[Task inputs — start]

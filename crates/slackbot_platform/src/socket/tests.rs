#![forbid(unsafe_code)]

use std::time::Duration;

use futures_util::{SinkExt, StreamExt};
use serde_json::{Value, json};
use tokio::net::{TcpListener, TcpStream};
use tokio::sync::mpsc;
use tokio::time::timeout;
use tokio_tungstenite::WebSocketStream;
use tokio_tungstenite::tungstenite::protocol::Message;
use tokio_util::sync::CancellationToken;

use super::{FrameKind, SlackWs, SocketListener, parse_frame};

type ServerWs = WebSocketStream<TcpStream>;

const WAIT: Duration = Duration::from_secs(2);

async fn socket_pair() -> (SlackWs, ServerWs) {
	let listener = TcpListener::bind("127.0.0.1:0").await.expect("bind");
	let addr = listener.local_addr().expect("local addr");
	let accept = tokio::spawn(async move {
		let (tcp, _) = listener.accept().await.expect("accept");
		tokio_tungstenite::accept_async(tcp).await.expect("ws handshake")
	});
	let (client, _resp) = tokio_tungstenite::connect_async(format!("ws://{addr}"))
		.await
		.expect("connect");
	let server = accept.await.expect("accept task");
	(client, server)
}

async fn send_json(server: &mut ServerWs, v: Value) {
	server.send(Message::text(v.to_string())).await.expect("server send");
}

async fn next_json(server: &mut ServerWs) -> Value {
	loop {
		let msg = timeout(WAIT, server.next())
			.await
			.expect("timed out waiting for client frame")
			.expect("client stream ended")
			.expect("client frame error");
		if let Message::Text(t) = msg {
			return serde_json::from_str(t.as_str()).expect("client sent json");
		}
	}
}

async fn next_event(rx: &mut mpsc::Receiver<Value>) -> Option<Value> {
	timeout(WAIT, rx.recv()).await.expect("timed out waiting for event")
}

fn events_frame(envelope_id: &str, event_id: &str) -> Value {
	json!({
		"type": "events_api",
		"envelope_id": envelope_id,
		"payload": { "event_id": event_id, "event": { "type": "app_mention" } }
	})
}

async fn start_listener() -> (ServerWs, mpsc::Receiver<Value>, super::SocketHandle) {
	let (client, server) = socket_pair().await;
	let (listener, handle) = SocketListener::new(client);
	let (tx, rx) = mpsc::channel(1);
	tokio::spawn(listener.run(tx));
	(server, rx, handle)
}

#[test]
fn classifies_frame_types() {
	assert_eq!(parse_frame(r#"{"type":"hello"}"#).unwrap().kind(), FrameKind::Hello);
	assert_eq!(parse_frame(r#"{"type":"events_api"}"#).unwrap().kind(), FrameKind::EventsApi);
	assert_eq!(
		parse_frame(r#"{"type":"disconnect","reason":"refresh_requested"}"#)
			.unwrap()
			.kind(),
		FrameKind::Disconnect
	);
	assert_eq!(
		parse_frame(r#"{"type":"slash_commands"}"#).unwrap().kind(),
		FrameKind::Other("slash_commands".to_string())
	);
	assert!(parse_frame("not json").is_err());
	assert!(parse_frame(r#"{"envelope_id":"x"}"#).is_err());
}

#[tokio::test]
async fn hello_is_not_emitted_and_listener_keeps_reading() {
	let (mut server, mut rx, _handle) = start_listener().await;

	send_json(&mut server, json!({ "type": "hello", "num_connections": 1 })).await;
	send_json(&mut server, events_frame("env-1", "Ev1")).await;

	let ack = next_json(&mut server).await;
	assert_eq!(ack, json!({ "envelope_id": "env-1" }));

	let event = next_event(&mut rx).await.expect("event emitted");
	assert_eq!(event["event_id"], "Ev1");
}

#[tokio::test]
async fn ack_echoes_envelope_id_exactly() {
	let (mut server, mut rx, _handle) = start_listener().await;
	let envelope_id = "a1b2-C3D4 /ünïcode";

	send_json(&mut server, events_frame(envelope_id, "Ev1")).await;

	let ack = next_json(&mut server).await;
	assert_eq!(ack.as_object().map(|o| o.len()), Some(1));
	assert_eq!(ack["envelope_id"].as_str(), Some(envelope_id));
	assert!(next_event(&mut rx).await.is_some());
}

#[tokio::test]
async fn frame_without_envelope_id_is_dropped_unacknowledged() {
	let (mut server, mut rx, _handle) = start_listener().await;

	send_json(
		&mut server,
		json!({ "type": "events_api", "payload": { "event_id": "EvLost" } }),
	)
	.await;
	send_json(&mut server, events_frame("env-2", "Ev2")).await;

	let ack = next_json(&mut server).await;
	assert_eq!(ack, json!({ "envelope_id": "env-2" }));
	let event = next_event(&mut rx).await.expect("event emitted");
	assert_eq!(event["event_id"], "Ev2");
}

#[tokio::test]
async fn payload_less_frame_is_acked_but_not_emitted() {
	let (mut server, mut rx, _handle) = start_listener().await;

	send_json(&mut server, json!({ "type": "events_api", "envelope_id": "env-empty" })).await;
	assert_eq!(next_json(&mut server).await, json!({ "envelope_id": "env-empty" }));

	send_json(&mut server, events_frame("env-3", "Ev3")).await;
	assert_eq!(next_json(&mut server).await, json!({ "envelope_id": "env-3" }));

	let event = next_event(&mut rx).await.expect("event emitted");
	assert_eq!(event["event_id"], "Ev3");
}

#[tokio::test]
async fn unparsable_and_unknown_frames_are_skipped() {
	let (mut server, mut rx, _handle) = start_listener().await;

	server.send(Message::text("{not json")).await.unwrap();
	send_json(&mut server, json!({ "type": "interactive", "envelope_id": "env-x" })).await;
	send_json(&mut server, events_frame("env-4", "Ev4")).await;

	assert_eq!(next_json(&mut server).await, json!({ "envelope_id": "env-4" }));
	let event = next_event(&mut rx).await.expect("event emitted");
	assert_eq!(event["event_id"], "Ev4");
}

#[tokio::test]
async fn socket_loss_closes_the_event_stream() {
	let (server, mut rx, _handle) = start_listener().await;
	drop(server);

	assert!(next_event(&mut rx).await.is_none());
}

#[tokio::test]
async fn close_with_zero_timeout_reports_timed_out() {
	let (_server, _rx, handle) = start_listener().await;
	let completion = CancellationToken::new();

	let outcome = handle.close(&completion, Duration::ZERO).await.expect("close frame written");
	assert!(outcome.timed_out);
}

#[tokio::test]
async fn close_after_completion_does_not_time_out() {
	let (mut server, _rx, handle) = start_listener().await;
	let completion = CancellationToken::new();
	completion.cancel();

	let outcome = handle.close(&completion, Duration::ZERO).await.expect("close frame written");
	assert!(!outcome.timed_out);

	let msg = timeout(WAIT, server.next()).await.expect("close frame").expect("frame").expect("ok");
	assert!(matches!(msg, Message::Close(_)));
}

#[tokio::test]
async fn binary_frames_are_handled_like_text() {
	let (mut server, mut rx, _handle) = start_listener().await;

	let raw = events_frame("env-bin", "EvBin").to_string().into_bytes();
	server.send(Message::binary(raw)).await.unwrap();

	assert_eq!(next_json(&mut server).await, json!({ "envelope_id": "env-bin" }));
	let event = next_event(&mut rx).await.expect("event emitted");
	assert_eq!(event["event_id"], "EvBin");
}

#[tokio::test]
async fn listener_stops_once_the_consumer_is_gone() {
	let (client, mut server) = socket_pair().await;
	let (listener, _handle) = SocketListener::new(client);
	let (tx, rx) = mpsc::channel(1);
	drop(rx);
	let task = tokio::spawn(listener.run(tx));

	send_json(&mut server, events_frame("env-1", "Ev1")).await;
	assert_eq!(next_json(&mut server).await, json!({ "envelope_id": "env-1" }));

	timeout(WAIT, task).await.expect("listener returned").expect("listener task");
}

#[tokio::test]
async fn frames_arriving_after_close_are_never_emitted() {
	let (mut server, mut rx, handle) = start_listener().await;
	let completion = CancellationToken::new();

	handle.close(&completion, Duration::ZERO).await.expect("close frame written");
	send_json(&mut server, events_frame("env-late", "EvLate")).await;

	// The only thing the client may send after closing is the close frame itself: no ack.
	let msg = timeout(WAIT, server.next()).await.expect("client frame").expect("frame").expect("ok");
	assert!(matches!(msg, Message::Close(_)), "unexpected: {msg:?}");
	// Flushes the close reply so the listener sees the handshake complete.
	let _ = timeout(WAIT, server.next()).await;

	assert!(next_event(&mut rx).await.is_none());
}

#[tokio::test]
async fn close_and_disconnect_return_after_the_peer_vanished() {
	let (server, mut rx, handle) = start_listener().await;
	drop(server);
	assert!(next_event(&mut rx).await.is_none());

	let completion = CancellationToken::new();
	completion.cancel();
	let _ = timeout(WAIT, handle.close(&completion, Duration::ZERO))
		.await
		.expect("close returns");
	let _ = timeout(WAIT, handle.disconnect()).await.expect("disconnect returns");
}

[Task inputs — finish]

*Exercise prompt*
Return exactly the lines from the beginning of the data above through the one containing "use tokio_tungstenite::tungstenite::protocol::Message;", please. Include both end lines and add nothing else.

*Task response*
filename crates/slackbot_platform/src/socket/tests.rs
#![forbid(unsafe_code)]

use std::time::Duration;

use futures_util::{SinkExt, StreamExt};
use serde_json::{Value, json};
use tokio::net::{TcpListener, TcpStream};
use tokio::sync::mpsc;
use tokio::time::timeout;
use tokio_tungstenite::WebSocketStream;
use tokio_tungstenite::tungstenite::protocol::Message;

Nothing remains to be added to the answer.